O Boletim Focus, divulgado pelo Banco Central nesta segunda-feira (2), revelou um movimento de maior otimismo no mercado financeiro, com analistas revisando para baixo as projeções do dólar e da taxa Selic para o ano de 2026.
O relatório, que consolida a visão das principais instituições financeiras do país, aponta que a estimativa para o câmbio em 2026 recuou para R$ 5,42, marcando a segunda queda semanal consecutiva. Para os anos seguintes, entre 2027 e 2029, a moeda americana deve orbitar o patamar de R$ 5,50, demonstrando uma relativa estabilização nas expectativas de longo prazo.
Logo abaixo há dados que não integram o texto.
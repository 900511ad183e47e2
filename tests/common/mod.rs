#![allow(dead_code)]

use cafe_hub_be::{
    auth::Claims,
    config::Config,
    db::{CafeStore, MemoryStore},
    models::Cafe,
    state::AppState,
};
use chrono::{Duration, Utc};
use jsonwebtoken::{EncodingKey, Header, encode};
use uuid::Uuid;

pub const TEST_SECRET: &str = "test-secret";

pub fn setup() -> (MemoryStore, AppState) {
    let store = MemoryStore::new();
    let state = AppState::new(store.clone(), TEST_SECRET);
    (store, state)
}

pub fn test_config() -> Config {
    Config {
        database_url: None,
        port: 0,
        jwt_secret: TEST_SECRET.into(),
        allowed_origins: vec!["http://localhost:3000".into()],
        rate_limit_per_minute: 10_000,
    }
}

pub async fn create_cafe(state: &AppState, owner: Uuid) -> Cafe {
    state
        .cafes
        .create(owner, "Bean There".into(), "Espresso and pastries".into())
        .await
        .expect("cafe should be created")
}

pub async fn summary_of(store: &MemoryStore, cafe_id: Uuid) -> (f64, i64) {
    let cafe = store
        .find_cafe(cafe_id)
        .await
        .expect("store read")
        .expect("cafe exists");
    (cafe.ratings.average, cafe.ratings.count)
}

pub fn token_for(user_id: Uuid) -> String {
    let claims = Claims {
        sub: user_id.to_string(),
        exp: (Utc::now() + Duration::hours(1)).timestamp() as usize,
    };

    encode(
        &Header::default(),
        &claims,
        &EncodingKey::from_secret(TEST_SECRET.as_bytes()),
    )
    .expect("token should encode")
}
No âmbito da política monetária, a previsão para a taxa básica de juros (Selic) em 2026 também apresentou recuo, fixando-se em 12,00% ao ano. O ajuste reflete uma trajetória de queda acumulada nas últimas duas semanas, embora as projeções para os períodos subsequentes permaneçam rígidas: a expectativa para 2027 segue estacionada em 10,50% há mais de um ano, enquanto para 2028 e 2029 os analistas mantêm os percentuais de 10,00% e 9,50%, respectivamente.
Quanto à inflação, o cenário para o IPCA em 2026 permaneceu estável em 3,91%, mas houve uma revisão positiva para 2027, com o índice caindo para 3,79%. Outros indicadores de preços, como o IGP-M, também registraram melhora nas perspectivas para 2026, recuando para 3,18% após quatro semanas de baixas sucessivas.
Já os preços administrados — que incluem tarifas de energia e combustíveis — mostram estabilidade em 3,67% para 2026, com uma leve pressão de alta projetada apenas para 2027, agora em 3,74%.
Por fim, as projeções para o Produto Interno Bruto (PIB) indicam um horizonte de crescimento moderado e constante. O mercado manteve a estimativa de expansão da economia em 1,82% para 2026 e 1,80% para 2027.
Para o biênio 2028-2029, a confiança na estabilidade é ainda maior, com a previsão de crescimento fixada em 2,00%, patamar que se mantém inalterado há quase dois anos nas sondagens do Banco Central.